Nüfus sicilinde bir kayıt yoksa veya bulunan kaydın doğru olmadığı anlaşılırsa, gerçek durum her türlü kanıtla ispat edilebilir.” hükümlerini içermektedir.
Bazı kötü uygulamaları önlemek amacı ile özel bir düzenleme getirilmiş ve belli sigorta kollarında, hangi doğum tarihinin esas alınacağını açıkça belirlenmiştir.
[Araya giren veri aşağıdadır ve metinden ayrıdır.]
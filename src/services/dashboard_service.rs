// src/services/dashboard_service.rs

use std::collections::BTreeMap;
use std::sync::Arc;

use rust_decimal::Decimal;

use crate::{
    common::error::AppError,
    db::ProducerStore,
    models::{
        dashboard::{
            CropTotal, DashboardSummary, LandUsageEntry, StateTotal, LAND_USAGE_ARABLE,
            LAND_USAGE_VEGETATION,
        },
        producer::Producer,
    },
};

#[derive(Clone)]
pub struct DashboardService {
    producers: Arc<dyn ProducerStore>,
}

impl DashboardService {
    pub fn new(producers: Arc<dyn ProducerStore>) -> Self {
        Self { producers }
    }

    pub async fn get_summary(&self) -> Result<DashboardSummary, AppError> {
        tracing::info!("Buscando dados do dashboard");

        let producers = self.producers.list().await?;
        Ok(summarize(&producers))
    }
}

/// Dobra produtores -> fazendas -> culturas nas estatísticas do dashboard.
/// Estados e culturas saem ordenados pelo nome.
pub fn summarize(producers: &[Producer]) -> DashboardSummary {
    let mut total_farms = 0;
    let mut total_hectares = Decimal::ZERO;
    let mut arable = Decimal::ZERO;
    let mut vegetation = Decimal::ZERO;
    let mut by_state: BTreeMap<&str, usize> = BTreeMap::new();
    let mut by_crop: BTreeMap<&str, usize> = BTreeMap::new();

    for farm in producers.iter().flat_map(|p| &p.farms) {
        total_farms += 1;
        total_hectares += farm.total_area;
        arable += farm.arable_area;
        vegetation += farm.vegetation_area;
        *by_state.entry(farm.state.as_str()).or_default() += 1;

        for crop in &farm.crops {
            *by_crop.entry(crop.name.as_str()).or_default() += 1;
        }
    }

    DashboardSummary {
        total_farms,
        total_hectares,
        farms_by_state: by_state
            .into_iter()
            .map(|(state, total)| StateTotal { state: state.to_string(), total })
            .collect(),
        land_usage: vec![
            LandUsageEntry { category: LAND_USAGE_ARABLE.to_string(), total: arable },
            LandUsageEntry { category: LAND_USAGE_VEGETATION.to_string(), total: vegetation },
        ],
        crops_distribution: by_crop
            .into_iter()
            .map(|(crop, total)| CropTotal { crop: crop.to_string(), total })
            .collect(),
    }
}
pub mod cpf_cnpj;
pub mod error;
pub mod i18n;
pub mod id;
// src/middleware/i18n.rs

use axum::extract::FromRequestParts;
use axum::http::{header, request::Parts};

use crate::common::i18n::{DEFAULT_LANG, SUPPORTED_LANGS};

// Extrator de idioma: só o subtag principal ("pt-BR" -> "pt").
#[derive(Debug, Clone, PartialEq)]
pub struct Locale(pub String);

impl<S> FromRequestParts<S> for Locale
where
    S: Send + Sync,
{
    type Rejection = std::convert::Infallible;

    async fn from_request_parts(
        parts: &mut Parts,
        _state: &S,
    ) -> Result<Self, Self::Rejection> {
        let lang = parts
            .headers
            .get(header::ACCEPT_LANGUAGE)
            .and_then(|header_value| header_value.to_str().ok())
            .and_then(|header_str| {
                // Em ordem de peso, o primeiro idioma que temos no catálogo (ex: "pt-BR" -> "pt")
                accept_language::parse(header_str)
                    .iter()
                    .map(|tag_string| {
                        tag_string
                            .split('-')
                            .next()
                            .unwrap_or(tag_string)
                            .to_lowercase()
                    })
                    .find(|lang| SUPPORTED_LANGS.contains(&lang.as_str()))
            })
            .unwrap_or_else(|| DEFAULT_LANG.to_string());

        Ok(Locale(lang))
    }
}
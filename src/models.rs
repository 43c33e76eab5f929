pub mod crop;
pub mod dashboard;
pub mod farm;
pub mod harvest;
pub mod producer;
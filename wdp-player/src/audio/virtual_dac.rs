//! Software DAC
//!
//! Consumes the transfer buffer in (optionally scaled) real time on its own
//! conversion thread, one half per half-buffer period, and records what it
//! converted. Used as the `virtual` output and as the hardware stand-in for
//! tests.

use crate::audio::buffer::{Half, TransferBuffer};
use crate::audio::codec::Codec;
use crate::audio::notify::Notifier;
use crate::error::{Error, Result};
use crate::wave::StreamFormat;
use std::sync::atomic::{AtomicBool, Ordering};
use std::sync::{Arc, Mutex, MutexGuard, PoisonError};
use std::thread::{self, JoinHandle};
use std::time::{Duration, Instant};
use tracing::{debug, warn};

/// Calls made on the codec, in order
#[derive(Debug, Clone, PartialEq, Eq)]
pub enum DacCall {
    Configure(StreamFormat),
    Start { length_in_samples: usize },
    Stop,
}

/// Everything the virtual DAC observed
#[derive(Debug, Default)]
pub struct DacLog {
    pub calls: Vec<DacCall>,
    /// Converted samples (offset-binary), across all sessions
    pub output: Vec<u16>,
    pub transfer_completes: u64,
    pub transfer_errors: u64,
}

/// Shared view of a [`VirtualDac`] that stays usable after the DAC has been
/// moved into the player
#[derive(Debug, Clone)]
pub struct DacProbe {
    log: Arc<Mutex<DacLog>>,
    fault: Arc<AtomicBool>,
}

impl DacProbe {
    pub fn calls(&self) -> Vec<DacCall> {
        lock(&self.log).calls.clone()
    }

    pub fn output(&self) -> Vec<u16> {
        lock(&self.log).output.clone()
    }

    pub fn transfer_completes(&self) -> u64 {
        lock(&self.log).transfer_completes
    }

    pub fn transfer_errors(&self) -> u64 {
        lock(&self.log).transfer_errors
    }

    /// Make the next conversion period end in a transfer error
    pub fn inject_fault(&self) {
        self.fault.store(true, Ordering::Release);
    }
}

struct Conversion {
    stop: Arc<AtomicBool>,
    handle: JoinHandle<()>,
}

pub struct VirtualDac {
    log: Arc<Mutex<DacLog>>,
    fault: Arc<AtomicBool>,
    time_scale: f64,
    format: Option<StreamFormat>,
    conversion: Option<Conversion>,
}

impl VirtualDac {
    /// Real-time software DAC
    pub fn new() -> Self {
        Self::with_time_scale(1.0)
    }

    /// Software DAC running `time_scale` times faster than real time
    pub fn with_time_scale(time_scale: f64) -> Self {
        Self {
            log: Arc::new(Mutex::new(DacLog::default())),
            fault: Arc::new(AtomicBool::new(false)),
            time_scale: time_scale.max(f64::MIN_POSITIVE),
            format: None,
            conversion: None,
        }
    }

    pub fn probe(&self) -> DacProbe {
        DacProbe {
            log: Arc::clone(&self.log),
            fault: Arc::clone(&self.fault),
        }
    }
}

impl Default for VirtualDac {
    fn default() -> Self {
        Self::new()
    }
}

impl Codec for VirtualDac {
    fn configure(&mut self, format: StreamFormat) -> Result<()> {
        self.stop_conversion();
        lock(&self.log).calls.push(DacCall::Configure(format));
        self.format = Some(format);
        Ok(())
    }

    fn start_streaming(
        &mut self,
        buffer: Arc<TransferBuffer>,
        length_in_samples: usize,
        listener: Arc<Notifier>,
    ) -> Result<()> {
        let format = self
            .format
            .ok_or_else(|| Error::Codec("virtual DAC started before configure".to_string()))?;
        self.stop_conversion();
        lock(&self.log).calls.push(DacCall::Start { length_in_samples });

        let half_samples = length_in_samples / 2;
        let period = Duration::from_secs_f64(
            half_samples as f64 / f64::from(format.sample_rate_hz()) / self.time_scale,
        );
        debug!(
            "Virtual DAC converting {} samples per half every {:?}",
            half_samples, period
        );

        let stop = Arc::new(AtomicBool::new(false));
        let worker = ConversionWorker {
            buffer,
            listener,
            format,
            half_samples,
            period,
            stop: Arc::clone(&stop),
            fault: Arc::clone(&self.fault),
            log: Arc::clone(&self.log),
        };
        let handle = thread::Builder::new()
            .name("virtual-dac".to_string())
            .spawn(move || worker.run())
            .map_err(|e| Error::Codec(format!("failed to spawn conversion thread: {}", e)))?;

        self.conversion = Some(Conversion { stop, handle });
        Ok(())
    }

    fn stop(&mut self) {
        self.stop_conversion();
        lock(&self.log).calls.push(DacCall::Stop);
    }
}

impl VirtualDac {
    fn stop_conversion(&mut self) {
        if let Some(conversion) = self.conversion.take() {
            conversion.stop.store(true, Ordering::Release);
            conversion.handle.thread().unpark();
            if conversion.handle.join().is_err() {
                warn!("Virtual DAC conversion thread panicked");
            }
        }
    }
}

impl Drop for VirtualDac {
    fn drop(&mut self) {
        self.stop_conversion();
    }
}

struct ConversionWorker {
    buffer: Arc<TransferBuffer>,
    listener: Arc<Notifier>,
    format: StreamFormat,
    half_samples: usize,
    period: Duration,
    stop: Arc<AtomicBool>,
    fault: Arc<AtomicBool>,
    log: Arc<Mutex<DacLog>>,
}

impl ConversionWorker {
    fn run(self) {
        let mut half = Half::A;
        loop {
            if !self.sleep_period() {
                break;
            }

            if self.fault.swap(false, Ordering::AcqRel) {
                lock(&self.log).transfer_errors += 1;
                self.listener.transfer_error();
                break;
            }

            let first = half.index() * self.half_samples;
            {
                let mut log = lock(&self.log);
                log.output.extend(
                    (first..first + self.half_samples)
                        .map(|i| self.buffer.sample(i, self.format.bit_depth())),
                );
                log.transfer_completes += 1;
            }
            self.listener.transfer_complete();
            half = half.other();
        }
    }

    /// Sleep one half-buffer period. Returns false once stop is requested.
    fn sleep_period(&self) -> bool {
        let deadline = Instant::now() + self.period;
        loop {
            if self.stop.load(Ordering::Acquire) {
                return false;
            }
            let now = Instant::now();
            if now >= deadline {
                return true;
            }
            thread::park_timeout(deadline - now);
        }
    }
}

fn lock(log: &Mutex<DacLog>) -> MutexGuard<'_, DacLog> {
    log.lock().unwrap_or_else(PoisonError::into_inner)
}
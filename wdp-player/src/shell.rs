//! Interactive command shell
//!
//! Line-oriented front end over a [`Player`]: `play <file>`, `stop`,
//! `status`, `tree`, `help` and `exit`. Command parsing and execution are
//! synchronous; [`run_shell`] wires them to stdin on the tokio runtime and
//! prints session events as they arrive.

use crate::audio::codec::Codec;
use crate::error::{Error, Result};
use crate::playback::Player;
use crate::storage::FsStorage;
use std::path::PathBuf;
use std::sync::Arc;
use tokio::io::{AsyncBufReadExt, BufReader};
use tokio::sync::broadcast::error::RecvError;
use tracing::{debug, info, warn};

const PLAY_USAGE: &str = "Usage: play filename";

const HELP: &str = "\
Commands:
  play <file.wav>  Play a mono PCM WAV file from the root folder
  stop             Stop playback
  status           Show player state
  tree             List files under the root folder
  help             Show this help
  exit             Stop playback and quit";

/// One parsed shell command
#[derive(Debug, Clone, PartialEq, Eq)]
pub enum Command {
    Play(PathBuf),
    Stop,
    Status,
    Tree,
    Help,
    Exit,
}

/// Result of executing a command
#[derive(Debug, Clone, PartialEq, Eq)]
pub enum Reply {
    /// Text to print (may be empty)
    Text(String),
    /// Leave the shell
    Exit,
}

/// Parse one input line. Blank lines yield `None`.
///
/// `play` takes exactly one argument ending in `.wav` (case-sensitive).
pub fn parse_command(line: &str) -> Result<Option<Command>> {
    let mut words = line.split_whitespace();
    let Some(name) = words.next() else {
        return Ok(None);
    };
    let args: Vec<&str> = words.collect();

    let command = match name {
        "play" => match args.as_slice() {
            [file] if file.ends_with(".wav") => Command::Play(PathBuf::from(file)),
            _ => return Err(Error::InvalidCommand(PLAY_USAGE.to_string())),
        },
        "stop" => Command::Stop,
        "status" => Command::Status,
        "tree" => Command::Tree,
        "help" => Command::Help,
        "exit" | "quit" => Command::Exit,
        other => {
            return Err(Error::InvalidCommand(format!(
                "Unknown command '{}', type 'help' for a list",
                other
            )))
        }
    };
    Ok(Some(command))
}

/// Execute `command` against `player`.
///
/// Blocks while a previous session is being shut down.
pub fn execute<C: Codec>(player: &Player<FsStorage, C>, command: Command) -> Result<Reply> {
    match command {
        Command::Play(path) => {
            player.play(&path)?;
            Ok(Reply::Text(String::new()))
        }
        Command::Stop => {
            player.stop();
            Ok(Reply::Text(String::new()))
        }
        Command::Status => {
            let mut status = format!("state: {}", player.state());
            if let Some(outcome) = player.last_outcome() {
                status.push_str(&format!("\nlast session: {}", outcome));
            }
            Ok(Reply::Text(status))
        }
        Command::Tree => {
            let storage = player.storage();
            let files = storage.list_files().map_err(Error::FileReadError)?;
            let mut listing = format!("{}", storage.root().display());
            for file in files {
                listing.push_str(&format!("\n  {}", file.display()));
            }
            Ok(Reply::Text(listing))
        }
        Command::Help => Ok(Reply::Text(HELP.to_string())),
        Command::Exit => {
            player.stop();
            Ok(Reply::Exit)
        }
    }
}

/// Run the interactive shell until `exit`, end of input or Ctrl+C
pub async fn run_shell<C: Codec>(player: Arc<Player<FsStorage, C>>) -> anyhow::Result<()> {
    let mut events = player.subscribe();
    let printer = tokio::spawn(async move {
        loop {
            match events.recv().await {
                Ok(event) => println!("{}", event),
                Err(RecvError::Lagged(missed)) => warn!("Missed {} player events", missed),
                Err(RecvError::Closed) => break,
            }
        }
    });

    println!("Type 'help' for commands");
    let mut lines = BufReader::new(tokio::io::stdin()).lines();

    loop {
        let line = tokio::select! {
            line = lines.next_line() => line?,
            _ = tokio::signal::ctrl_c() => {
                info!("Received Ctrl+C, shutting down");
                None
            }
        };
        let Some(line) = line else {
            break;
        };

        let command = match parse_command(&line) {
            Ok(Some(command)) => command,
            Ok(None) => continue,
            Err(e) => {
                println!("{}", e);
                continue;
            }
        };
        debug!("Shell command: {:?}", command);

        let worker = Arc::clone(&player);
        match tokio::task::spawn_blocking(move || execute(&worker, command)).await? {
            Ok(Reply::Text(text)) if text.is_empty() => {}
            Ok(Reply::Text(text)) => println!("{}", text),
            Ok(Reply::Exit) => break,
            Err(e) => println!("{}", e),
        }
    }

    let worker = Arc::clone(&player);
    tokio::task::spawn_blocking(move || worker.stop()).await?;
    printer.abort();
    Ok(())
}
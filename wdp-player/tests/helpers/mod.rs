//! Test helpers for wdp-player integration tests
//!
//! - WAV fixture writers (hound) and a raw RIFF chunk builder
//! - CountingStorage: filesystem storage that tracks open file handles
//! - FaultyStorage: counted storage whose reads fail past a byte offset

#![allow(dead_code)]

pub mod counting_storage;
pub mod error_injection;
pub mod wav_fixtures;

pub use counting_storage::{CountingStorage, OpenFiles};
pub use error_injection::{FaultyStorage, INJECTED_READ_ERROR};
pub use wav_fixtures::{write_pcm16, write_pcm8, ramp8, RiffBuilder};
//! Player state and event types

use std::fmt;

/// Playback controller state.
///
/// `Opening` and `Parsing` are transient states held while `play()` runs;
/// a session's terminal outcome is reported separately as [`SessionOutcome`].
#[derive(Debug, Clone, Copy, PartialEq, Eq)]
pub enum PlayerState {
    Idle,
    Opening,
    Parsing,
    Streaming,
}

impl fmt::Display for PlayerState {
    fn fmt(&self, f: &mut fmt::Formatter<'_>) -> fmt::Result {
        let name = match self {
            PlayerState::Idle => "idle",
            PlayerState::Opening => "opening",
            PlayerState::Parsing => "parsing",
            PlayerState::Streaming => "streaming",
        };
        f.write_str(name)
    }
}

/// How a streaming session ended
#[derive(Debug, Clone, PartialEq, Eq)]
pub enum SessionOutcome {
    /// Every sample of the data chunk was converted
    Completed,
    /// Ended by a stop request (explicit `stop()` or a newer `play()`)
    Stopped,
    /// Ended by a storage read error or a hardware transfer error
    Failed { reason: String },
}

impl fmt::Display for SessionOutcome {
    fn fmt(&self, f: &mut fmt::Formatter<'_>) -> fmt::Result {
        match self {
            SessionOutcome::Completed => f.write_str("completed"),
            SessionOutcome::Stopped => f.write_str("stopped"),
            SessionOutcome::Failed { reason } => write!(f, "failed: {}", reason),
        }
    }
}

/// Player event types
#[derive(Debug, Clone, PartialEq, Eq)]
pub enum PlayerEvent {
    /// A streaming task was launched for `path`
    SessionStarted {
        path: String,
        sample_rate_hz: u32,
        bits_per_sample: u16,
        data_bytes: u32,
    },

    /// The streaming task for `path` exited
    SessionFinished {
        path: String,
        outcome: SessionOutcome,
    },
}

impl fmt::Display for PlayerEvent {
    fn fmt(&self, f: &mut fmt::Formatter<'_>) -> fmt::Result {
        match self {
            PlayerEvent::SessionStarted {
                path,
                sample_rate_hz,
                bits_per_sample,
                data_bytes,
            } => write!(
                f,
                "playing {} ({} Hz, {} bit, {} bytes)",
                path, sample_rate_hz, bits_per_sample, data_bytes
            ),
            PlayerEvent::SessionFinished { path, outcome } => write!(f, "{} {}", path, outcome),
        }
    }
}
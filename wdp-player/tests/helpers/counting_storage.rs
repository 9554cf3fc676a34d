//! Storage wrapper that counts open file handles

use std::fs::File;
use std::io::{self, Read, Seek, SeekFrom};
use std::path::{Path, PathBuf};
use std::sync::atomic::{AtomicUsize, Ordering};
use std::sync::Arc;
use wdp_player::storage::{FsStorage, Storage};

/// Handle counters shared between a [`CountingStorage`] and the test
#[derive(Debug, Default)]
pub struct OpenFiles {
    opened: AtomicUsize,
    current: AtomicUsize,
    max_concurrent: AtomicUsize,
}

impl OpenFiles {
    /// Total successful opens
    pub fn opened(&self) -> usize {
        self.opened.load(Ordering::SeqCst)
    }

    /// Handles open right now
    pub fn current(&self) -> usize {
        self.current.load(Ordering::SeqCst)
    }

    /// Most handles ever open at the same time
    pub fn max_concurrent(&self) -> usize {
        self.max_concurrent.load(Ordering::SeqCst)
    }
}

pub struct CountingStorage {
    inner: FsStorage,
    files: Arc<OpenFiles>,
}

impl CountingStorage {
    pub fn new(root: impl Into<PathBuf>) -> Self {
        Self {
            inner: FsStorage::new(root),
            files: Arc::new(OpenFiles::default()),
        }
    }

    pub fn counters(&self) -> Arc<OpenFiles> {
        Arc::clone(&self.files)
    }
}

impl Storage for CountingStorage {
    type File = CountedFile;

    fn open(&self, path: &Path) -> io::Result<CountedFile> {
        let file = self.inner.open(path)?;
        self.files.opened.fetch_add(1, Ordering::SeqCst);
        let now = self.files.current.fetch_add(1, Ordering::SeqCst) + 1;
        self.files.max_concurrent.fetch_max(now, Ordering::SeqCst);
        Ok(CountedFile {
            file,
            files: Arc::clone(&self.files),
        })
    }
}

pub struct CountedFile {
    file: File,
    files: Arc<OpenFiles>,
}

impl Read for CountedFile {
    fn read(&mut self, buf: &mut [u8]) -> io::Result<usize> {
        self.file.read(buf)
    }
}

impl Seek for CountedFile {
    fn seek(&mut self, pos: SeekFrom) -> io::Result<u64> {
        self.file.seek(pos)
    }
}

impl Drop for CountedFile {
    fn drop(&mut self) {
        self.files.current.fetch_sub(1, Ordering::SeqCst);
    }
}
//! RIFF/WAVE header parser
//!
//! Locates the `fmt ` and `data` chunks of a WAVE file, skipping any other
//! chunks in between, and validates that the stream is playable.
//!
//! Chunk skips advance by exactly the declared size. Word-alignment padding
//! after odd-sized chunks is not applied.

use crate::error::{Error, Result};
use crate::storage::read_full;
use crate::wave::format::StreamFormat;
use std::io::{Read, Seek, SeekFrom};
use tracing::{debug, trace};

/// Default ceiling on the offset at which a chunk header may start
pub const DEFAULT_HEADER_SCAN_LIMIT: u64 = 4096;

const RIFF_TAG: [u8; 4] = *b"RIFF";
const WAVE_TAG: [u8; 4] = *b"WAVE";
const FMT_TAG: [u8; 4] = *b"fmt ";
const DATA_TAG: [u8; 4] = *b"data";

const RIFF_HEADER_LEN: usize = 12;
const CHUNK_HEADER_LEN: u64 = 8;
const FMT_BODY_LEN: usize = 16;
const FORMAT_PCM: u16 = 1;

/// Tag and length of one chunk, plus where its payload starts
#[derive(Debug, Clone, Copy, PartialEq, Eq)]
pub struct ChunkHeader {
    pub id: [u8; 4],
    pub size: u32,
    pub offset_following: u64,
}

impl ChunkHeader {
    /// Read the header at the current position. `None` at end of file.
    fn read_from<R: Read + Seek>(reader: &mut R) -> Result<Option<Self>> {
        let mut raw = [0u8; CHUNK_HEADER_LEN as usize];
        if read_full(reader, &mut raw).map_err(Error::FileReadError)? < raw.len() {
            return Ok(None);
        }
        let offset_following = reader.stream_position().map_err(Error::FileReadError)?;

        Ok(Some(Self {
            id: [raw[0], raw[1], raw[2], raw[3]],
            size: u32::from_le_bytes([raw[4], raw[5], raw[6], raw[7]]),
            offset_following,
        }))
    }

    /// Tag as text, for diagnostics
    pub fn tag(&self) -> String {
        String::from_utf8_lossy(&self.id).into_owned()
    }

    fn next_offset(&self) -> u64 {
        self.offset_following + u64::from(self.size)
    }
}

/// Result of a successful header parse
#[derive(Debug, Clone, Copy, PartialEq, Eq)]
pub struct WaveHeader {
    pub format: StreamFormat,
    /// Declared length of the `data` chunk in bytes
    pub data_len: u32,
    /// File offset of the first sample byte
    pub data_offset: u64,
}

/// Parse with [`DEFAULT_HEADER_SCAN_LIMIT`]
pub fn parse_header<R: Read + Seek>(reader: &mut R) -> Result<WaveHeader> {
    parse_header_with_limit(reader, DEFAULT_HEADER_SCAN_LIMIT)
}

/// Parse the header of a WAVE file.
///
/// On success the reader is left positioned at `data_offset`.
///
/// # Errors
/// - `NotAWaveFile`: bad RIFF/WAVE tags, missing or short `fmt ` chunk, non-PCM
/// - `UnsupportedChannelLayout` / `UnsupportedBitDepth` / `UnsupportedSampleRate`
/// - `DataChunkNotFound`: no `data` chunk header starts below `scan_limit`
/// - `FileReadError`: storage failure
pub fn parse_header_with_limit<R: Read + Seek>(reader: &mut R, scan_limit: u64) -> Result<WaveHeader> {
    reader.seek(SeekFrom::Start(0)).map_err(Error::FileReadError)?;

    let mut riff = [0u8; RIFF_HEADER_LEN];
    if read_full(reader, &mut riff).map_err(Error::FileReadError)? < RIFF_HEADER_LEN {
        return Err(Error::NotAWaveFile("file too short for a RIFF header".to_string()));
    }
    if riff[0..4] != RIFF_TAG {
        return Err(Error::NotAWaveFile("missing RIFF tag".to_string()));
    }
    if riff[8..12] != WAVE_TAG {
        return Err(Error::NotAWaveFile("RIFF type is not WAVE".to_string()));
    }

    let fmt = find_chunk(reader, FMT_TAG, scan_limit)?
        .ok_or_else(|| Error::NotAWaveFile("fmt chunk not found".to_string()))?;
    let format = read_format(reader, &fmt)?;

    // Skips the extension field when the fmt chunk is longer than 16 bytes
    reader
        .seek(SeekFrom::Start(fmt.next_offset()))
        .map_err(Error::FileReadError)?;

    let data = find_chunk(reader, DATA_TAG, scan_limit)?.ok_or(Error::DataChunkNotFound)?;

    debug!(
        "WAVE header: {} Hz, {} bit, {} data bytes at offset {}",
        format.sample_rate_hz(),
        format.bits_per_sample(),
        data.size,
        data.offset_following
    );

    Ok(WaveHeader {
        format,
        data_len: data.size,
        data_offset: data.offset_following,
    })
}

fn read_format<R: Read + Seek>(reader: &mut R, fmt: &ChunkHeader) -> Result<StreamFormat> {
    if (fmt.size as usize) < FMT_BODY_LEN {
        return Err(Error::NotAWaveFile(format!("fmt chunk too short ({} bytes)", fmt.size)));
    }

    let mut body = [0u8; FMT_BODY_LEN];
    if read_full(reader, &mut body).map_err(Error::FileReadError)? < FMT_BODY_LEN {
        return Err(Error::NotAWaveFile("fmt chunk truncated".to_string()));
    }

    let audio_format = u16::from_le_bytes([body[0], body[1]]);
    let channels = u16::from_le_bytes([body[2], body[3]]);
    let sample_rate = u32::from_le_bytes([body[4], body[5], body[6], body[7]]);
    let byte_rate = u32::from_le_bytes([body[8], body[9], body[10], body[11]]);
    let block_align = u16::from_le_bytes([body[12], body[13]]);
    let bits_per_sample = u16::from_le_bytes([body[14], body[15]]);

    debug!(
        "fmt: format={} channels={} rate={} byte_rate={} block_align={} bits={}",
        audio_format, channels, sample_rate, byte_rate, block_align, bits_per_sample
    );

    if audio_format != FORMAT_PCM {
        return Err(Error::NotAWaveFile(format!("audio format {} is not PCM", audio_format)));
    }

    StreamFormat::new(channels, sample_rate, bits_per_sample)
}

/// Walk chunk headers from the current position until `wanted` is found.
///
/// Returns `None` at end of file or once the next header would start past
/// `scan_limit`.
fn find_chunk<R: Read + Seek>(reader: &mut R, wanted: [u8; 4], scan_limit: u64) -> Result<Option<ChunkHeader>> {
    loop {
        let position = reader.stream_position().map_err(Error::FileReadError)?;
        if position + CHUNK_HEADER_LEN > scan_limit {
            debug!(
                "Header scan limit {} reached looking for '{}' chunk",
                scan_limit,
                String::from_utf8_lossy(&wanted)
            );
            return Ok(None);
        }

        let Some(header) = ChunkHeader::read_from(reader)? else {
            return Ok(None);
        };
        if header.id == wanted {
            return Ok(Some(header));
        }

        trace!("Skipping '{}' chunk ({} bytes)", header.tag(), header.size);
        reader
            .seek(SeekFrom::Start(header.next_offset()))
            .map_err(Error::FileReadError)?;
    }
}
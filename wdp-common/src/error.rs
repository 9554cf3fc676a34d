//! Common error types for WDP

use thiserror::Error;

/// Common result type for WDP operations
pub type Result<T> = std::result::Result<T, Error>;

/// Common error types across WDP crates
#[derive(Error, Debug)]
pub enum Error {
    /// I/O operation error (wraps std::io::Error)
    #[error("IO error: {0}")]
    Io(#[from] std::io::Error),

    /// Configuration file could not be parsed
    #[error("TOML parse error: {0}")]
    Toml(#[from] toml::de::Error),

    /// Configuration loading or validation error
    #[error("Configuration error: {0}")]
    Config(String),
}
//! Playback controller and streaming engine

pub mod player;
pub mod session;
pub mod task;

pub use player::{Player, PlayerSettings};
pub use session::{Step, StreamSession};
pub use task::{run_stream_task, TaskExit};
Bu anlamda, 506 Sosyal Sigortalar Yasasının 120/2.maddesi ile Bağ-Kur Yasası 66.maddesi ve Emekli Sandığı Yasasında hükümler birbirine paralel getirildiği ve hiçbir yoruma yer vermeyecek şekilde yapılan bu düzenlemeler karşısında sigortaya ilk tescil tarihinden sonra yapılan yaş tashihinin yaşlılık aylığında nazara alınamayacağı açıktır.
Bu özel düzenleme dışında kesinleşmiş yargı kararının uygulamalarda geçerliliğini koruyacağı tartışmasızdır.
Somut olayda, mahkemece, İskenderun 3. Asliye Hukuk Mahkemesinin 2011/178 E. -2012/175 K. sayılı dava dosyası ve hükme dayanak belgeler getirtilip incelenerek, kararda belirtilen davacının, 19.12.1980 tarihinde vatandaşlığa alındığı ve 1960-1961 eğitim öğretim yılında ilkokul 1. sınıf öğrencisi olduğuna ilişkin bilgiler ve dayanakları gözetilerek, İskenderun 3. Asliye Hukuk Mahkemesinin 2011/178 E. -2012/175 K. sayılı hükmünün kayıt düzeltme niteliğinde olup olmadığı değerlendirilip, 506 sayılı Sosyal Sigortalar Yasasının 120/2, 1479 sayılı Yasanın 66. maddesi anlamında bir yaş tashihi veya kayıt düzeltme sözkonusu olup
olmadığı tespit edilip malullük, yaşlılık ve ölüm sigortalarına ilişkin yaş ile ilgili hükümlerin uygulanmasında davacının hangi doğum tarihi esas alınacağı belirlenmeli,varılacak sonuca göre tahsis şartlarının irdelenmelidir.
Mahkemece, açıklanan maddi ve hukuki ilkeler gözetilmeksizin eksik araştırma ve yanılgılı değerlendirme ile yazılı şekilde karar verilmiş olması, usul ve yasaya aykırı olup, bozma nedenidir.
O hâlde, davacı vekilinin bu yönleri amaçlayan temyiz itirazları kabul edilmeli ve hüküm bozulmalıdır.
SONUÇ: Hükmün yukarıda açıklanan nedenlerle BOZULMASINA, temyiz harcının istek halinde davacıya iadesine, 13.05.2014 gününde oybirliğiyle karar verildi.